Exercise directions – Which lines below include "EngineConfig"? Copy them all.

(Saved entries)
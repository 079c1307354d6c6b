//! Replies the engine hands to the transport.

use serde::{Deserialize, Serialize};
use std::fmt;

use super::{InboundMessage, Keyboard};
use crate::domain::foundation::{ChatId, MessageId};

/// How the transport should interpret markup in reply text.
///
/// The engine never inspects text; this is a pass-through hint.
#[derive(Debug, Clone, Copy, PartialEq, Eq, Hash, Default, Serialize, Deserialize)]
#[serde(rename_all = "snake_case")]
pub enum ParseMode {
    #[default]
    Html,
    MarkdownV2,
}

impl ParseMode {
    /// Returns the name chat APIs conventionally use for this mode.
    pub fn as_str(&self) -> &'static str {
        match self {
            ParseMode::Html => "HTML",
            ParseMode::MarkdownV2 => "MarkdownV2",
        }
    }
}

impl fmt::Display for ParseMode {
    fn fmt(&self, f: &mut fmt::Formatter<'_>) -> fmt::Result {
        write!(f, "{}", self.as_str())
    }
}

/// Input widget to accompany a reply.
#[derive(Debug, Clone, PartialEq, Eq, Serialize, Deserialize)]
#[serde(tag = "type", rename_all = "snake_case")]
pub enum ReplyMarkup {
    /// Leave whatever the user currently sees untouched.
    Unchanged,
    /// Show a custom keyboard.
    Keyboard(Keyboard),
    /// Drop any custom keyboard and show plain text entry.
    ///
    /// `selective` limits the removal to the user being replied to.
    RemoveKeyboard { selective: bool },
}

impl ReplyMarkup {
    /// Plain text entry for the replied-to user only.
    pub fn remove_keyboard() -> Self {
        ReplyMarkup::RemoveKeyboard { selective: true }
    }
}

/// One outbound reply, addressed to the chat and message it answers.
#[derive(Debug, Clone, PartialEq, Eq, Serialize, Deserialize)]
pub struct OutboundReply {
    pub chat_id: ChatId,
    pub reply_to: MessageId,
    pub text: String,
    pub parse_mode: ParseMode,
    pub markup: ReplyMarkup,
}

impl OutboundReply {
    /// Starts an empty reply threaded to `msg`.
    pub fn responding_to(msg: &InboundMessage, parse_mode: ParseMode) -> Self {
        Self {
            chat_id: msg.chat_id,
            reply_to: msg.message_id,
            text: String::new(),
            parse_mode,
            markup: ReplyMarkup::Unchanged,
        }
    }

    /// Sets the reply text.
    pub fn with_text(mut self, text: impl Into<String>) -> Self {
        self.text = text.into();
        self
    }

    /// Sets the input widget.
    pub fn with_markup(mut self, markup: ReplyMarkup) -> Self {
        self.markup = markup;
        self
    }

    /// Clears any custom keyboard for the replied-to user.
    pub fn removing_keyboard(self) -> Self {
        self.with_markup(ReplyMarkup::remove_keyboard())
    }
}

#[cfg(test)]
mod tests {
    use super::*;

    #[test]
    fn parse_mode_defaults_to_html() {
        assert_eq!(ParseMode::default(), ParseMode::Html);
        assert_eq!(ParseMode::Html.to_string(), "HTML");
        assert_eq!(ParseMode::MarkdownV2.to_string(), "MarkdownV2");
    }

    #[test]
    fn parse_mode_deserializes_from_snake_case() {
        let mode: ParseMode = serde_json::from_str("\"markdown_v2\"").unwrap();
        assert_eq!(mode, ParseMode::MarkdownV2);
    }

    #[test]
    fn reply_is_threaded_to_inbound_message() {
        let msg = InboundMessage::new(77, 5, 1234, "hello");
        let reply = OutboundReply::responding_to(&msg, ParseMode::Html).with_text("hi");

        assert_eq!(reply.chat_id, ChatId::new(5));
        assert_eq!(reply.reply_to, MessageId::new(77));
        assert_eq!(reply.text, "hi");
        assert_eq!(reply.markup, ReplyMarkup::Unchanged);
    }

    #[test]
    fn removing_keyboard_is_selective() {
        let msg = InboundMessage::new(1, 1, 1, "x");
        let reply = OutboundReply::responding_to(&msg, ParseMode::Html).removing_keyboard();
        assert_eq!(reply.markup, ReplyMarkup::RemoveKeyboard { selective: true });
    }

    #[test]
    fn markup_serializes_with_type_tag() {
        let json = serde_json::to_value(ReplyMarkup::remove_keyboard()).unwrap();
        assert_eq!(json["type"], "remove_keyboard");
        assert_eq!(json["selective"], true);
    }
}
//! Engine configuration.
//!
//! Settings come from `CHATFLOW__*` environment variables (optionally seeded
//! from a `.env` file) and deserialize into one typed struct per section.
//! Every value has a default, so an empty environment loads.
//!
//! # Example
//!
//! ```no_run
//! use chatflow::config::AppConfig;
//!
//! let config = AppConfig::load_validated().expect("bad configuration");
//!
//! println!("Engine {} renders {}", config.engine.name, config.engine.parse_mode);
//! ```

mod dispatch;
mod engine;
mod error;
mod logging;
mod sessions;

pub use dispatch::DispatchConfig;
pub use engine::EngineConfig;
pub use error::{ConfigError, ValidationError};
pub use logging::LoggingConfig;
pub use sessions::SessionsConfig;

use serde::Deserialize;

/// All configuration sections. Missing sections fall back to defaults.
#[derive(Debug, Clone, Default, Deserialize)]
pub struct AppConfig {
    /// Workflow controller settings
    #[serde(default)]
    pub engine: EngineConfig,

    /// Idle-session eviction
    #[serde(default)]
    pub sessions: SessionsConfig,

    /// Message pump limits
    #[serde(default)]
    pub dispatch: DispatchConfig,

    /// Diagnostic logging
    #[serde(default)]
    pub logging: LoggingConfig,
}

impl AppConfig {
    /// Reads `CHATFLOW`-prefixed variables, `__` separating nesting levels.
    ///
    /// - `CHATFLOW__ENGINE__PARSE_MODE=markdown_v2` -> `engine.parse_mode`
    /// - `CHATFLOW__SESSIONS__IDLE_TTL_SECS=900` -> `sessions.idle_ttl_secs`
    ///
    /// # Errors
    ///
    /// Returns `ConfigError` if values cannot be parsed into expected types.
    pub fn load() -> Result<Self, ConfigError> {
        // A missing .env is fine.
        dotenvy::dotenv().ok();

        let config = config::Config::builder()
            .add_source(
                config::Environment::default()
                    .prefix("CHATFLOW")
                    .separator("__"),
            )
            .build()?
            .try_deserialize()?;

        Ok(config)
    }

    /// Load and validate in one go.
    pub fn load_validated() -> Result<Self, ConfigError> {
        let config = Self::load()?;
        config.validate()?;
        Ok(config)
    }

    /// Checks each section in turn and reports the first bad value.
    pub fn validate(&self) -> Result<(), ValidationError> {
        self.engine.validate()?;
        self.sessions.validate()?;
        self.dispatch.validate()?;
        self.logging.validate()?;
        Ok(())
    }
}
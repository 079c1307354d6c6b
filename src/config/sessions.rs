//! Session lifetime configuration

use serde::Deserialize;
use std::time::Duration;

use super::error::ValidationError;

/// Idle-session eviction settings
///
/// Without `idle_ttl_secs` sessions are never evicted and an abandoned
/// workflow stays in memory until the process exits.
#[derive(Debug, Clone, Deserialize)]
pub struct SessionsConfig {
    /// Evict sessions idle for longer than this many seconds
    pub idle_ttl_secs: Option<u64>,

    /// How often the reaper looks for idle sessions
    #[serde(default = "default_sweep_interval")]
    pub sweep_interval_secs: u64,
}

impl SessionsConfig {
    /// Idle TTL as a duration, if eviction is enabled
    pub fn idle_ttl(&self) -> Option<Duration> {
        self.idle_ttl_secs.map(Duration::from_secs)
    }

    pub fn sweep_interval(&self) -> Duration {
        Duration::from_secs(self.sweep_interval_secs)
    }

    /// Validate session configuration
    pub fn validate(&self) -> Result<(), ValidationError> {
        if self.idle_ttl_secs == Some(0) {
            return Err(ValidationError::InvalidIdleTtl);
        }
        if self.sweep_interval_secs == 0 {
            return Err(ValidationError::InvalidSweepInterval);
        }
        Ok(())
    }
}

impl Default for SessionsConfig {
    fn default() -> Self {
        Self {
            idle_ttl_secs: None,
            sweep_interval_secs: default_sweep_interval(),
        }
    }
}

fn default_sweep_interval() -> u64 {
    60
}
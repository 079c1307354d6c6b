//! Session domain module.
//!
//! A session is one user's run through one workflow: the step they are at
//! and the answers collected so far. Sessions share their workflow's step
//! graph and only hold an index into it.

mod inputs;
#[allow(clippy::module_inception)]
mod session;
mod status;

pub use inputs::UserInputs;
pub use session::Session;
pub use status::SessionStatus;
//! Dispatcher - message pump feeding the workflow controller.
//!
//! Messages from one user must be handled in delivery order because every
//! turn depends on the state the previous one left. The dispatcher gives
//! each active user a sequential worker fed by its own bounded queue, lets
//! workers of different users run in parallel, and bounds the number of
//! turns in flight with a semaphore.
//!
//! ## Backpressure
//!
//! When a user's queue is full the dispatcher waits for room before reading
//! the next inbound message, so a flooding user fills the inbound channel
//! and stalls its producer instead of growing memory.
//!
//! ## Graceful Shutdown
//!
//! On a shutdown signal, or when the inbound channel closes, the dispatcher
//! stops accepting messages, lets every worker drain what is already queued,
//! and returns once they have all finished.

use std::collections::HashMap;
use std::sync::atomic::{AtomicUsize, Ordering};
use std::sync::Arc;

use tokio::sync::{mpsc, watch, Semaphore};
use tokio::task::JoinSet;
use tracing::{debug, info, warn};

use super::{TurnOutcome, WorkflowController};
use crate::config::DispatchConfig;
use crate::domain::foundation::UserId;
use crate::domain::message::InboundMessage;
use crate::domain::session::UserInputs;
use crate::ports::MessageSender;

/// Counters reported when the dispatcher stops.
#[derive(Debug, Clone, Copy, Default, PartialEq, Eq)]
pub struct DispatchSummary {
    /// Messages handed to workers.
    pub dispatched: usize,
    /// Workflows that reached a terminal step.
    pub completed: usize,
}

struct Worker {
    queue: mpsc::Sender<InboundMessage>,
    pending: Arc<AtomicUsize>,
}

/// Everything a worker task needs, shared across workers.
#[derive(Clone)]
struct Shared {
    controller: Arc<WorkflowController>,
    sender: Arc<dyn MessageSender>,
    permits: Arc<Semaphore>,
    completions: Option<mpsc::Sender<UserInputs>>,
    completed: Arc<AtomicUsize>,
    user_queue: usize,
}

/// Routes inbound messages to per-user sequential workers.
pub struct Dispatcher {
    shared: Shared,
}

impl Dispatcher {
    pub fn new(
        controller: Arc<WorkflowController>,
        sender: Arc<dyn MessageSender>,
        config: &DispatchConfig,
    ) -> Self {
        Self {
            shared: Shared {
                controller,
                sender,
                permits: Arc::new(Semaphore::new(config.max_concurrent_turns)),
                completions: None,
                completed: Arc::new(AtomicUsize::new(0)),
                user_queue: config.user_queue,
            },
        }
    }

    /// Forwards the answers of every completed workflow to `completions`.
    pub fn with_completions(mut self, completions: mpsc::Sender<UserInputs>) -> Self {
        self.shared.completions = Some(completions);
        self
    }

    /// Runs until `inbound` closes or `shutdown` turns true.
    pub async fn run(
        self,
        mut inbound: mpsc::Receiver<InboundMessage>,
        mut shutdown: watch::Receiver<bool>,
    ) -> DispatchSummary {
        let (idle_tx, mut idle_rx) = mpsc::unbounded_channel::<UserId>();
        let mut workers: HashMap<UserId, Worker> = HashMap::new();
        let mut tasks = JoinSet::new();
        let mut dispatched = 0;

        loop {
            tokio::select! {
                changed = shutdown.changed() => {
                    if changed.is_err() || *shutdown.borrow() {
                        info!("dispatcher shutting down");
                        break;
                    }
                }

                message = inbound.recv() => {
                    let Some(message) = message else {
                        debug!("inbound channel closed");
                        break;
                    };
                    let user = message.user_id();
                    let worker = workers
                        .entry(user)
                        .or_insert_with(|| spawn_worker(&mut tasks, user, &self.shared, idle_tx.clone()));
                    worker.pending.fetch_add(1, Ordering::SeqCst);
                    let queue = worker.queue.clone();

                    let queued = tokio::select! {
                        queued = queue.send(message) => queued,
                        _ = shutdown_requested(&mut shutdown) => {
                            info!(user_id = %user, "dispatcher shutting down while user queue full");
                            break;
                        }
                    };
                    if let Err(mpsc::error::SendError(message)) = queued {
                        // Worker task died; start a fresh one for this user.
                        warn!(user_id = %user, "worker gone, respawning");
                        let worker = spawn_worker(&mut tasks, user, &self.shared, idle_tx.clone());
                        worker.pending.fetch_add(1, Ordering::SeqCst);
                        if worker.queue.try_send(message).is_err() {
                            warn!(user_id = %user, "dropping message for respawned worker");
                        }
                        workers.insert(user, worker);
                    }
                    dispatched += 1;
                }

                Some(user) = idle_rx.recv() => {
                    let retire = workers
                        .get(&user)
                        .is_some_and(|w| w.pending.load(Ordering::SeqCst) == 0);
                    if retire {
                        workers.remove(&user);
                        debug!(user_id = %user, "retired idle worker");
                    }
                }

                Some(_) = tasks.join_next(), if !tasks.is_empty() => {}
            }
        }

        // Closing the queues lets workers finish what they already hold.
        workers.clear();
        while tasks.join_next().await.is_some() {}

        DispatchSummary {
            dispatched,
            completed: self.shared.completed.load(Ordering::SeqCst),
        }
    }
}

/// Resolves once `shutdown` turns true or its sender goes away.
async fn shutdown_requested(shutdown: &mut watch::Receiver<bool>) {
    loop {
        if shutdown.changed().await.is_err() || *shutdown.borrow() {
            return;
        }
    }
}

fn spawn_worker(
    tasks: &mut JoinSet<()>,
    user: UserId,
    shared: &Shared,
    idle: mpsc::UnboundedSender<UserId>,
) -> Worker {
    let (queue, mut rx) = mpsc::channel::<InboundMessage>(shared.user_queue.max(1));
    let pending = Arc::new(AtomicUsize::new(0));
    let shared = shared.clone();
    let counter = Arc::clone(&pending);

    tasks.spawn(async move {
        while let Some(message) = rx.recv().await {
            let Ok(permit) = Arc::clone(&shared.permits).acquire_owned().await else {
                break;
            };
            let outcome = shared
                .controller
                .execute(&message, shared.sender.as_ref())
                .await;
            drop(permit);

            if let TurnOutcome::Completed(inputs) = outcome {
                shared.completed.fetch_add(1, Ordering::SeqCst);
                if let Some(completions) = &shared.completions {
                    if completions.send(inputs).await.is_err() {
                        debug!(user_id = %user, "completion receiver dropped");
                    }
                }
            }

            if counter.fetch_sub(1, Ordering::SeqCst) == 1 {
                let _ = idle.send(user);
            }
        }
    });

    Worker { queue, pending }
}
//! Session store adapters.

mod in_memory;

pub use in_memory::InMemorySessionStore;
//! Adapters - Implementations of port interfaces.
//!
//! Adapters connect the engine to the outside world:
//! - `session` - Session store implementations (in-memory)
//! - `messaging` - Outbound senders (console, recording test double)
//! - `telemetry` - Logging subscriber setup and runtime control

pub mod messaging;
pub mod session;
pub mod telemetry;

pub use messaging::{ConsoleSender, RecordingSender};
pub use session::InMemorySessionStore;
pub use telemetry::{LogHandle, TelemetryError};
//! Domain layer containing the workflow model and session state.
//!
//! # Module Organization
//!
//! - `foundation` - Shared domain primitives (IDs, timestamps, errors, state machine)
//! - `message` - Inbound messages and outbound replies
//! - `workflow` - Steps, the step graph, and per-step strategies
//! - `session` - Per-user progress through a workflow

pub mod foundation;
pub mod message;
pub mod session;
pub mod workflow;
//! Recording message sender for testing.
//!
//! Captures every reply the engine sends so tests can assert on text,
//! markup and threading without a real transport.
//!
//! # Features
//!
//! - Call tracking for verification
//! - Error injection for send-failure testing
//! - Simulated latency for ordering tests
//!
//! # Example
//!
//! ```ignore
//! let sender = RecordingSender::new();
//! controller.execute(&msg, &sender).await;
//! assert_eq!(sender.last_text().await.as_deref(), Some("Please select an option"));
//! ```

use async_trait::async_trait;
use std::collections::VecDeque;
use std::sync::atomic::{AtomicI64, Ordering};
use std::sync::Arc;
use std::time::Duration;
use tokio::sync::Mutex;
use tokio::time::sleep;

use crate::domain::foundation::{MessageId, UserId};
use crate::domain::message::OutboundReply;
use crate::ports::{MessageSender, SendError, SentMessage};

/// Outbound test double.
///
/// Clones share the same recording, so one handle can be given to the
/// engine while another is kept for assertions.
#[derive(Debug, Clone, Default)]
pub struct RecordingSender {
    sent: Arc<Mutex<Vec<OutboundReply>>>,
    failures: Arc<Mutex<VecDeque<SendError>>>,
    fail_always: Option<SendError>,
    delay: Duration,
    next_id: Arc<AtomicI64>,
}

impl RecordingSender {
    pub fn new() -> Self {
        Self::default()
    }

    /// Every send fails with `error` (the reply is still recorded).
    pub fn failing(error: SendError) -> Self {
        Self {
            fail_always: Some(error),
            ..Self::default()
        }
    }

    /// Makes the next send fail with `error`. Queued failures are consumed
    /// in order.
    pub async fn fail_next(&self, error: SendError) {
        self.failures.lock().await.push_back(error);
    }

    /// Waits `delay` inside every send.
    pub fn with_delay(mut self, delay: Duration) -> Self {
        self.delay = delay;
        self
    }

    // === Test Helpers ===

    /// All replies in the order they were sent.
    pub async fn sent(&self) -> Vec<OutboundReply> {
        self.sent.lock().await.clone()
    }

    pub async fn texts(&self) -> Vec<String> {
        self.sent
            .lock()
            .await
            .iter()
            .map(|r| r.text.clone())
            .collect()
    }

    /// Replies addressed to `user`'s private chat.
    pub async fn sent_to(&self, user: UserId) -> Vec<OutboundReply> {
        self.sent
            .lock()
            .await
            .iter()
            .filter(|r| r.chat_id.value() == user.value())
            .cloned()
            .collect()
    }

    pub async fn last(&self) -> Option<OutboundReply> {
        self.sent.lock().await.last().cloned()
    }

    pub async fn last_text(&self) -> Option<String> {
        self.last().await.map(|r| r.text)
    }

    pub async fn count(&self) -> usize {
        self.sent.lock().await.len()
    }

    pub async fn clear(&self) {
        self.sent.lock().await.clear();
    }
}

#[async_trait]
impl MessageSender for RecordingSender {
    async fn send(&self, reply: OutboundReply) -> Result<SentMessage, SendError> {
        if !self.delay.is_zero() {
            sleep(self.delay).await;
        }

        let sent = SentMessage {
            message_id: MessageId::new(self.next_id.fetch_add(1, Ordering::SeqCst) + 1),
            chat_id: reply.chat_id,
            text: reply.text.clone(),
        };
        self.sent.lock().await.push(reply);

        if let Some(err) = self.failures.lock().await.pop_front() {
            return Err(err);
        }
        match &self.fail_always {
            Some(err) => Err(err.clone()),
            None => Ok(sent),
        }
    }
}
//! A single node of a workflow graph.

use std::collections::HashMap;
use std::fmt;
use std::sync::Arc;

use super::{BranchStrategy, CancelButton, InputValidator, PromptRenderer};
use crate::domain::message::Keyboard;
use crate::domain::session::UserInputs;

/// Stable handle of a step inside its graph's arena.
#[derive(Debug, Clone, Copy, PartialEq, Eq, Hash, PartialOrd, Ord)]
pub struct StepId(pub(crate) usize);

impl fmt::Display for StepId {
    fn fmt(&self, f: &mut fmt::Formatter<'_>) -> fmt::Result {
        write!(f, "#{}", self.0)
    }
}

/// Conditional outgoing edges of a step.
#[derive(Clone)]
pub struct Branch {
    pub(crate) strategy: Arc<dyn BranchStrategy>,
    pub(crate) table: HashMap<String, StepId>,
}

impl Branch {
    pub fn strategy(&self) -> &dyn BranchStrategy {
        self.strategy.as_ref()
    }

    /// Step selected by `key`, if the table has one.
    pub fn target(&self, key: &str) -> Option<StepId> {
        self.table.get(key).copied()
    }
}

impl fmt::Debug for Branch {
    fn fmt(&self, f: &mut fmt::Formatter<'_>) -> fmt::Result {
        f.debug_struct("Branch")
            .field("outcomes", &self.strategy.outcomes())
            .field("table", &self.table)
            .finish()
    }
}

/// One prompt in a workflow, optionally capturing one answer.
///
/// Edges (`next`, `branch`) are wired by [`super::WorkflowBuilder`]; a step
/// with neither is terminal.
#[derive(Clone)]
pub struct Step {
    name: String,
    key: String,
    prompt: String,
    keyboard: Option<Keyboard>,
    renderer: Option<Arc<dyn PromptRenderer>>,
    validator: Option<Arc<dyn InputValidator>>,
    cancel: Option<CancelButton>,
    pub(crate) next: Option<StepId>,
    pub(crate) branch: Option<Branch>,
}

impl Step {
    /// `key` names the answer in the collected inputs; leave it empty for
    /// steps that collect nothing.
    pub fn new(name: impl Into<String>, key: impl Into<String>, prompt: impl Into<String>) -> Self {
        Self {
            name: name.into(),
            key: key.into(),
            prompt: prompt.into(),
            keyboard: None,
            renderer: None,
            validator: None,
            cancel: None,
            next: None,
            branch: None,
        }
    }

    pub fn with_keyboard(mut self, keyboard: Keyboard) -> Self {
        self.keyboard = Some(keyboard);
        self
    }

    /// Renders the prompt from collected inputs instead of the static text.
    pub fn with_renderer(mut self, renderer: impl PromptRenderer + 'static) -> Self {
        self.renderer = Some(Arc::new(renderer));
        self
    }

    /// Overrides controller-level and default validation for this step.
    pub fn with_validator(mut self, validator: impl InputValidator + 'static) -> Self {
        self.validator = Some(Arc::new(validator));
        self
    }

    /// Overrides the workflow's cancel button while at this step.
    pub fn with_cancel_button(mut self, cancel: CancelButton) -> Self {
        self.cancel = Some(cancel);
        self
    }

    pub fn name(&self) -> &str {
        &self.name
    }

    pub fn key(&self) -> &str {
        &self.key
    }

    pub fn prompt(&self) -> &str {
        &self.prompt
    }

    pub fn keyboard(&self) -> Option<&Keyboard> {
        self.keyboard.as_ref()
    }

    pub fn validator(&self) -> Option<&dyn InputValidator> {
        self.validator.as_deref()
    }

    pub fn cancel_button(&self) -> Option<&CancelButton> {
        self.cancel.as_ref()
    }

    pub fn next(&self) -> Option<StepId> {
        self.next
    }

    pub fn branch(&self) -> Option<&Branch> {
        self.branch.as_ref()
    }

    /// True when the step has neither a successor nor a branch.
    pub fn is_terminal(&self) -> bool {
        self.next.is_none() && self.branch.is_none()
    }

    /// Text shown when the step is entered. The renderer wins over the
    /// static prompt.
    pub fn render(&self, inputs: &UserInputs) -> String {
        match &self.renderer {
            Some(renderer) => renderer.render(inputs),
            None => self.prompt.clone(),
        }
    }
}

impl fmt::Debug for Step {
    fn fmt(&self, f: &mut fmt::Formatter<'_>) -> fmt::Result {
        f.debug_struct("Step")
            .field("name", &self.name)
            .field("key", &self.key)
            .field("prompt", &self.prompt)
            .field("keyboard", &self.keyboard)
            .field("has_renderer", &self.renderer.is_some())
            .field("has_validator", &self.validator.is_some())
            .field("cancel", &self.cancel)
            .field("next", &self.next)
            .field("branch", &self.branch)
            .finish()
    }
}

Your solution –
pub use engine::EngineConfig;
    pub engine: EngineConfig,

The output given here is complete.